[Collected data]

---

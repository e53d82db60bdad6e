use serde::{Deserialize, Serialize};
use std::fmt;

use super::{ItemId, TransitionError};

/// サーバーがAllowedPatronActionに載せるワイヤ文字列
const WIRE_ACTION_BORROW: &str = "Borrow";
const WIRE_ACTION_RETURN: &str = "Return";

/// 貸出状態 - サーバーが報告する「許可された操作」から導出される
///
/// ワイヤ文字列とのマッピング：
/// - `"Borrow"` → `Available`（この利用者が借用できる）
/// - `"Return"` → `Borrowed`（この利用者が借用中。返却・ダウンロードできる）
///
/// サーバーだけが真実の源であり、クライアントは状態の権威的なコピーを
/// 持たない。状態は毎回のフェッチで再観測される。
#[derive(Debug, Clone, Copy, PartialEq, Eq, Serialize, Deserialize)]
pub enum LendingState {
    Available,
    Borrowed,
}

impl LendingState {
    /// ワイヤ文字列から変換する。未知の値は`None`
    pub fn from_wire(action: &str) -> Option<Self> {
        match action {
            WIRE_ACTION_BORROW => Some(Self::Available),
            WIRE_ACTION_RETURN => Some(Self::Borrowed),
            _ => None,
        }
    }

    /// この状態でサーバーが報告するワイヤ文字列
    pub fn wire_action(&self) -> &'static str {
        match self {
            Self::Available => WIRE_ACTION_BORROW,
            Self::Borrowed => WIRE_ACTION_RETURN,
        }
    }
}

/// 利用者が試みる操作
#[derive(Debug, Clone, Copy, PartialEq, Eq)]
pub enum PatronAction {
    Borrow,
    Return,
    Download,
}

impl PatronAction {
    /// この操作が要求する貸出状態
    ///
    /// `Download`は読み取り専用だが、借用中（`Borrowed`）でのみ有効。
    pub fn required_state(&self) -> LendingState {
        match self {
            Self::Borrow => LendingState::Available,
            Self::Return | Self::Download => LendingState::Borrowed,
        }
    }
}

impl fmt::Display for PatronAction {
    fn fmt(&self, f: &mut fmt::Formatter<'_>) -> fmt::Result {
        let name = match self {
            Self::Borrow => "borrow",
            Self::Return => "return",
            Self::Download => "download",
        };
        f.write_str(name)
    }
}

/// カタログアイテムのスナップショット
///
/// フェッチ時点のサーバー状態の不変コピー。自分や他の利用者の操作による
/// 状態変化を観測するには再フェッチが必要。
#[derive(Debug, Clone, PartialEq, Eq)]
pub struct Item {
    pub id: ItemId,
    pub title: String,
    pub authors: String,
    pub isbn: String,
    /// サーバーが未知の操作名を報告した場合は`None`（どの操作も許可されない）
    pub state: Option<LendingState>,
}

/// 純粋関数：操作の事前条件チェック
///
/// 最後に観測した状態が操作を許可しているかを検証する。
/// ここを通過してもサーバーは拒否しうる（フェッチと試行の間に
/// 他の利用者が状態を変えた場合など）。楽観ロックは存在しない。
pub fn check_transition(item: &Item, action: PatronAction) -> Result<(), TransitionError> {
    match item.state {
        Some(state) if state == action.required_state() => Ok(()),
        observed => Err(TransitionError::NotPermitted {
            attempted: action,
            observed,
        }),
    }
}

---

What is required: Print every record above exactly as written.

Reply:
repository e53d82db60bdad6e
use serde::{Deserialize, Serialize};
use std::fmt;

use super::{ItemId, TransitionError};

/// サーバーがAllowedPatronActionに載せるワイヤ文字列
const WIRE_ACTION_BORROW: &str = "Borrow";
const WIRE_ACTION_RETURN: &str = "Return";

/// 貸出状態 - サーバーが報告する「許可された操作」から導出される
///
/// ワイヤ文字列とのマッピング：
/// - `"Borrow"` → `Available`（この利用者が借用できる）
/// - `"Return"` → `Borrowed`（この利用者が借用中。返却・ダウンロードできる）
///
/// サーバーだけが真実の源であり、クライアントは状態の権威的なコピーを
/// 持たない。状態は毎回のフェッチで再観測される。
#[derive(Debug, Clone, Copy, PartialEq, Eq, Serialize, Deserialize)]
pub enum LendingState {
    Available,
    Borrowed,
}

impl LendingState {
    /// ワイヤ文字列から変換する。未知の値は`None`
    pub fn from_wire(action: &str) -> Option<Self> {
        match action {
            WIRE_ACTION_BORROW => Some(Self::Available),
            WIRE_ACTION_RETURN => Some(Self::Borrowed),
            _ => None,
        }
    }

    /// この状態でサーバーが報告するワイヤ文字列
    pub fn wire_action(&self) -> &'static str {
        match self {
            Self::Available => WIRE_ACTION_BORROW,
            Self::Borrowed => WIRE_ACTION_RETURN,
        }
    }
}

/// 利用者が試みる操作
#[derive(Debug, Clone, Copy, PartialEq, Eq)]
pub enum PatronAction {
    Borrow,
    Return,
    Download,
}

impl PatronAction {
    /// この操作が要求する貸出状態
    ///
    /// `Download`は読み取り専用だが、借用中（`Borrowed`）でのみ有効。
    pub fn required_state(&self) -> LendingState {
        match self {
            Self::Borrow => LendingState::Available,
            Self::Return | Self::Download => LendingState::Borrowed,
        }
    }
}

impl fmt::Display for PatronAction {
    fn fmt(&self, f: &mut fmt::Formatter<'_>) -> fmt::Result {
        let name = match self {
            Self::Borrow => "borrow",
            Self::Return => "return",
            Self::Download => "download",
        };
        f.write_str(name)
    }
}

/// カタログアイテムのスナップショット
///
/// フェッチ時点のサーバー状態の不変コピー。自分や他の利用者の操作による
/// 状態変化を観測するには再フェッチが必要。
#[derive(Debug, Clone, PartialEq, Eq)]
pub struct Item {
    pub id: ItemId,
    pub title: String,
    pub authors: String,
    pub isbn: String,
    /// サーバーが未知の操作名を報告した場合は`None`（どの操作も許可されない）
    pub state: Option<LendingState>,
}

/// 純粋関数：操作の事前条件チェック
///
/// 最後に観測した状態が操作を許可しているかを検証する。
/// ここを通過してもサーバーは拒否しうる（フェッチと試行の間に
/// 他の利用者が状態を変えた場合など）。楽観ロックは存在しない。
pub fn check_transition(item: &Item, action: PatronAction) -> Result<(), TransitionError> {
    match item.state {
        Some(state) if state == action.required_state() => Ok(()),
        observed => Err(TransitionError::NotPermitted {
            attempted: action,
            observed,
        }),
    }
}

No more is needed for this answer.